EXERCISE REQUIREMENTS: Each entry needs to be restated exactly as written.

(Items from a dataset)
::::

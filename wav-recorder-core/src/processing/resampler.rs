/// Decimating resampler.
///
/// Selects input samples along a fractional stride. It never upsamples, so
/// the achievable output rate is capped at the input rate. Point sampling,
/// not a bandlimited resample: downsampling aliases, an accepted
/// limitation of this recorder.
#[derive(Debug, Clone, Copy)]
pub struct Resampler {
    ratio: f64,
}

impl Resampler {
    pub fn new(input_rate: f64, output_rate: f64) -> Self {
        Self {
            ratio: (input_rate / output_rate).max(1.0),
        }
    }

    /// Input-to-output stride (≥ 1.0).
    pub fn ratio(&self) -> f64 {
        self.ratio
    }

    /// Walk both channels with one fractional cursor, emitting interleaved
    /// `L, R, L, R, …` output (`right` is empty for mono, giving plain
    /// `L, L, …`).
    ///
    /// The output length is fixed up front as
    /// `floor((left.len() + right.len()) / ratio)`, which also bounds every
    /// index read from the inputs; the cursor never lands past the end.
    pub fn interleave(&self, left: &[f32], right: &[f32]) -> Vec<f32> {
        debug_assert!(right.is_empty() || right.len() == left.len());

        let output_len = ((left.len() + right.len()) as f64 / self.ratio) as usize;
        let mut output = Vec::with_capacity(output_len);
        let mut cursor = 0.0f64;
        while output.len() < output_len {
            let pos = cursor as usize;
            output.push(left[pos]);
            if !right.is_empty() && output.len() < output_len {
                output.push(right[pos]);
            }
            cursor += self.ratio;
        }
        output
    }
}
use super::error::RecorderError;

/// Recording session state machine.
///
/// State transitions:
/// ```text
/// idle → recording ↔ paused
///            ↓          ↓
///            stopped ←──┘
///               ↓
///           (clear) → idle
/// ```
///
/// `Failed` is entered when the capture collaborator violates the
/// chunk-length contract mid-stream; audio buffered before the violation
/// remains exportable.
#[derive(Debug, Clone, PartialEq, Eq)]
pub enum RecorderState {
    Idle,
    Recording,
    Paused,
    Stopped,
    Failed(RecorderError),
}

impl RecorderState {
    pub fn is_idle(&self) -> bool {
        matches!(self, Self::Idle)
    }

    pub fn is_recording(&self) -> bool {
        matches!(self, Self::Recording)
    }

    pub fn is_paused(&self) -> bool {
        matches!(self, Self::Paused)
    }

    pub fn is_stopped(&self) -> bool {
        matches!(self, Self::Stopped)
    }

    pub fn is_failed(&self) -> bool {
        matches!(self, Self::Failed(_))
    }
}
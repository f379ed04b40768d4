pub mod capture_delegate;
pub mod capture_provider;
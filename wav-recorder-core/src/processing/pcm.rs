//! Quantization of float samples to integer PCM.
//!
//! Samples are clamped to [-1.0, 1.0] first; upstream producers do not
//! bound them. 16-bit output is signed with asymmetric scaling (negative
//! samples scale by 32768, positive by 32767, so both ends of the signed
//! range are reachable without overflow). 8-bit WAV PCM is conventionally
//! unsigned, centered at 128.

/// Quantize interleaved float samples to little-endian PCM bytes.
///
/// `bit_depth` is 8 or 16; the session normalizes its configuration before
/// this is reached.
pub fn quantize(samples: &[f32], bit_depth: u16) -> Vec<u8> {
    debug_assert!(matches!(bit_depth, 8 | 16));

    if bit_depth == 8 {
        samples.iter().map(|&s| quantize_u8(s)).collect()
    } else {
        let mut data = Vec::with_capacity(samples.len() * 2);
        for &sample in samples {
            data.extend_from_slice(&quantize_i16(sample).to_le_bytes());
        }
        data
    }
}

fn quantize_i16(sample: f32) -> i16 {
    let s = sample.clamp(-1.0, 1.0);
    if s < 0.0 {
        (s * 32768.0).round() as i16
    } else {
        (s * 32767.0).round() as i16
    }
}

fn quantize_u8(sample: f32) -> u8 {
    let s = sample.clamp(-1.0, 1.0);
    let scaled = if s < 0.0 {
        (s * 128.0).round()
    } else {
        (s * 127.0).round()
    };
    (scaled + 128.0).clamp(0.0, 255.0) as u8
}
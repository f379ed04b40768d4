use std::fs;
use std::path::Path;

use sha2::{Digest, Sha256};

use crate::models::error::RecorderError;
use crate::models::recording_result::{RecordingMetadata, RecordingResult};
use crate::processing::wav_format::WavFormat;
use crate::storage::metadata;

/// Persist a rendered WAV blob in one shot.
///
/// Writes the complete file, computes its SHA-256 checksum, and drops a
/// `.metadata.json` sidecar next to it. The blob is already a finished
/// container when this runs; nothing is encoded incrementally.
pub fn save_recording(
    path: &Path,
    wav_bytes: &[u8],
    duration_secs: f64,
    format: WavFormat,
) -> Result<RecordingResult, RecorderError> {
    if let Some(parent) = path.parent() {
        if !parent.as_os_str().is_empty() {
            fs::create_dir_all(parent)
                .map_err(|e| RecorderError::Storage(format!("failed to create directory: {e}")))?;
        }
    }
    fs::write(path, wav_bytes)
        .map_err(|e| RecorderError::Storage(format!("failed to write recording: {e}")))?;

    let checksum = sha256_hex(wav_bytes);
    let meta = RecordingMetadata::new(
        duration_secs,
        &path.to_string_lossy(),
        format.sample_rate,
        format.bit_depth,
        format.channels,
        &checksum,
    );
    metadata::write_metadata(&meta, path)?;

    log::info!("saved {} byte recording to {}", wav_bytes.len(), path.display());
    Ok(RecordingResult {
        file_path: path.to_path_buf(),
        duration_secs,
        metadata: meta,
        checksum,
    })
}

/// SHA-256 hex digest of a byte buffer.
pub fn sha256_hex(bytes: &[u8]) -> String {
    Sha256::digest(bytes)
        .iter()
        .map(|b| format!("{b:02x}"))
        .collect()
}

#[cfg(test)]
mod tests {
    use super::*;
    use std::path::PathBuf;

    fn temp_file_path(name: &str) -> PathBuf {
        std::env::temp_dir().join(format!("wav_recorder_test_{name}"))
    }

    #[test]
    fn saves_file_and_sidecar() {
        let path = temp_file_path("save.wav");
        let format = WavFormat {
            sample_rate: 44100,
            bit_depth: 16,
            channels: 1,
        };
        let wav = format.encode(&[0x01, 0x02, 0x03, 0x04]);

        let result = save_recording(&path, &wav, 2.5, format).unwrap();

        let written = fs::read(&path).unwrap();
        assert_eq!(written, wav);
        assert_eq!(result.checksum, sha256_hex(&written));
        assert_eq!(result.duration_secs, 2.5);

        let meta = metadata::read_metadata(&path).unwrap();
        assert_eq!(meta, result.metadata);
        assert_eq!(meta.sample_rate, 44100);
        assert_eq!(meta.bit_depth, 16);
        assert_eq!(meta.channels, 1);
        assert_eq!(meta.checksum, result.checksum);

        fs::remove_file(&path).ok();
        fs::remove_file(path.with_extension("metadata.json")).ok();
    }

    #[test]
    fn sha256_of_empty_input() {
        assert_eq!(
            sha256_hex(&[]),
            "e3b0c44298fc1c149afbf4c8996fb92427ae41e4649b934ca495991b7852b855"
        );
    }
}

::::

THE ANSWER:
filename wav-recorder-core/src/processing/resampler.rs
/// Decimating resampler.
///
/// Selects input samples along a fractional stride. It never upsamples, so
/// the achievable output rate is capped at the input rate. Point sampling,
/// not a bandlimited resample: downsampling aliases, an accepted
/// limitation of this recorder.
#[derive(Debug, Clone, Copy)]
pub struct Resampler {
    ratio: f64,
}

impl Resampler {
    pub fn new(input_rate: f64, output_rate: f64) -> Self {
        Self {
            ratio: (input_rate / output_rate).max(1.0),
        }
    }

    /// Input-to-output stride (≥ 1.0).
    pub fn ratio(&self) -> f64 {
        self.ratio
    }

    /// Walk both channels with one fractional cursor, emitting interleaved
    /// `L, R, L, R, …` output (`right` is empty for mono, giving plain
    /// `L, L, …`).
    ///
    /// The output length is fixed up front as
    /// `floor((left.len() + right.len()) / ratio)`, which also bounds every
    /// index read from the inputs; the cursor never lands past the end.
    pub fn interleave(&self, left: &[f32], right: &[f32]) -> Vec<f32> {
        debug_assert!(right.is_empty() || right.len() == left.len());

        let output_len = ((left.len() + right.len()) as f64 / self.ratio) as usize;
        let mut output = Vec::with_capacity(output_len);
        let mut cursor = 0.0f64;
        while output.len() < output_len {
            let pos = cursor as usize;
            output.push(left[pos]);
            if !right.is_empty() && output.len() < output_len {
                output.push(right[pos]);
            }
            cursor += self.ratio;
        }
        output
    }
}
use super::error::RecorderError;

/// Recording session state machine.
///
/// State transitions:
/// ```text
/// idle → recording ↔ paused
///            ↓          ↓
///            stopped ←──┘
///               ↓
///           (clear) → idle
/// ```
///
/// `Failed` is entered when the capture collaborator violates the
/// chunk-length contract mid-stream; audio buffered before the violation
/// remains exportable.
#[derive(Debug, Clone, PartialEq, Eq)]
pub enum RecorderState {
    Idle,
    Recording,
    Paused,
    Stopped,
    Failed(RecorderError),
}

impl RecorderState {
    pub fn is_idle(&self) -> bool {
        matches!(self, Self::Idle)
    }

    pub fn is_recording(&self) -> bool {
        matches!(self, Self::Recording)
    }

    pub fn is_paused(&self) -> bool {
        matches!(self, Self::Paused)
    }

    pub fn is_stopped(&self) -> bool {
        matches!(self, Self::Stopped)
    }

    pub fn is_failed(&self) -> bool {
        matches!(self, Self::Failed(_))
    }
}
repository f379ed04b40768d4
pub mod capture_delegate;
pub mod capture_provider;
filename wav-recorder-core/src/processing/pcm.rs
//! Quantization of float samples to integer PCM.
//!
//! Samples are clamped to [-1.0, 1.0] first; upstream producers do not
//! bound them. 16-bit output is signed with asymmetric scaling (negative
//! samples scale by 32768, positive by 32767, so both ends of the signed
//! range are reachable without overflow). 8-bit WAV PCM is conventionally
//! unsigned, centered at 128.

/// Quantize interleaved float samples to little-endian PCM bytes.
///
/// `bit_depth` is 8 or 16; the session normalizes its configuration before
/// this is reached.
pub fn quantize(samples: &[f32], bit_depth: u16) -> Vec<u8> {
    debug_assert!(matches!(bit_depth, 8 | 16));

    if bit_depth == 8 {
        samples.iter().map(|&s| quantize_u8(s)).collect()
    } else {
        let mut data = Vec::with_capacity(samples.len() * 2);
        for &sample in samples {
            data.extend_from_slice(&quantize_i16(sample).to_le_bytes());
        }
        data
    }
}

fn quantize_i16(sample: f32) -> i16 {
    let s = sample.clamp(-1.0, 1.0);
    if s < 0.0 {
        (s * 32768.0).round() as i16
    } else {
        (s * 32767.0).round() as i16
    }
}

fn quantize_u8(sample: f32) -> u8 {
    let s = sample.clamp(-1.0, 1.0);
    let scaled = if s < 0.0 {
        (s * 128.0).round()
    } else {
        (s * 127.0).round()
    };
    (scaled + 128.0).clamp(0.0, 255.0) as u8
}
repository f379ed04b40768d4
use std::fs;
use std::path::Path;

use sha2::{Digest, Sha256};

use crate::models::error::RecorderError;
use crate::models::recording_result::{RecordingMetadata, RecordingResult};
use crate::processing::wav_format::WavFormat;
use crate::storage::metadata;

/// Persist a rendered WAV blob in one shot.
///
/// Writes the complete file, computes its SHA-256 checksum, and drops a
/// `.metadata.json` sidecar next to it. The blob is already a finished
/// container when this runs; nothing is encoded incrementally.
pub fn save_recording(
    path: &Path,
    wav_bytes: &[u8],
    duration_secs: f64,
    format: WavFormat,
) -> Result<RecordingResult, RecorderError> {
    if let Some(parent) = path.parent() {
        if !parent.as_os_str().is_empty() {
            fs::create_dir_all(parent)
                .map_err(|e| RecorderError::Storage(format!("failed to create directory: {e}")))?;
        }
    }
    fs::write(path, wav_bytes)
        .map_err(|e| RecorderError::Storage(format!("failed to write recording: {e}")))?;

    let checksum = sha256_hex(wav_bytes);
    let meta = RecordingMetadata::new(
        duration_secs,
        &path.to_string_lossy(),
        format.sample_rate,
        format.bit_depth,
        format.channels,
        &checksum,
    );
    metadata::write_metadata(&meta, path)?;

    log::info!("saved {} byte recording to {}", wav_bytes.len(), path.display());
    Ok(RecordingResult {
        file_path: path.to_path_buf(),
        duration_secs,
        metadata: meta,
        checksum,
    })
}

/// SHA-256 hex digest of a byte buffer.
pub fn sha256_hex(bytes: &[u8]) -> String {
    Sha256::digest(bytes)
        .iter()
        .map(|b| format!("{b:02x}"))
        .collect()
}

#[cfg(test)]
mod tests {
    use super::*;
    use std::path::PathBuf;

    fn temp_file_path(name: &str) -> PathBuf {
        std::env::temp_dir().join(format!("wav_recorder_test_{name}"))
    }

    #[test]
    fn saves_file_and_sidecar() {
        let path = temp_file_path("save.wav");
        let format = WavFormat {
            sample_rate: 44100,
            bit_depth: 16,
            channels: 1,
        };
        let wav = format.encode(&[0x01, 0x02, 0x03, 0x04]);

        let result = save_recording(&path, &wav, 2.5, format).unwrap();

        let written = fs::read(&path).unwrap();
        assert_eq!(written, wav);
        assert_eq!(result.checksum, sha256_hex(&written));
        assert_eq!(result.duration_secs, 2.5);

        let meta = metadata::read_metadata(&path).unwrap();
        assert_eq!(meta, result.metadata);
        assert_eq!(meta.sample_rate, 44100);
        assert_eq!(meta.bit_depth, 16);
        assert_eq!(meta.channels, 1);
        assert_eq!(meta.checksum, result.checksum);

        fs::remove_file(&path).ok();
        fs::remove_file(path.with_extension("metadata.json")).ok();
    }

    #[test]
    fn sha256_of_empty_input() {
        assert_eq!(
            sha256_hex(&[]),
            "e3b0c44298fc1c149afbf4c8996fb92427ae41e4649b934ca495991b7852b855"
        );
    }
}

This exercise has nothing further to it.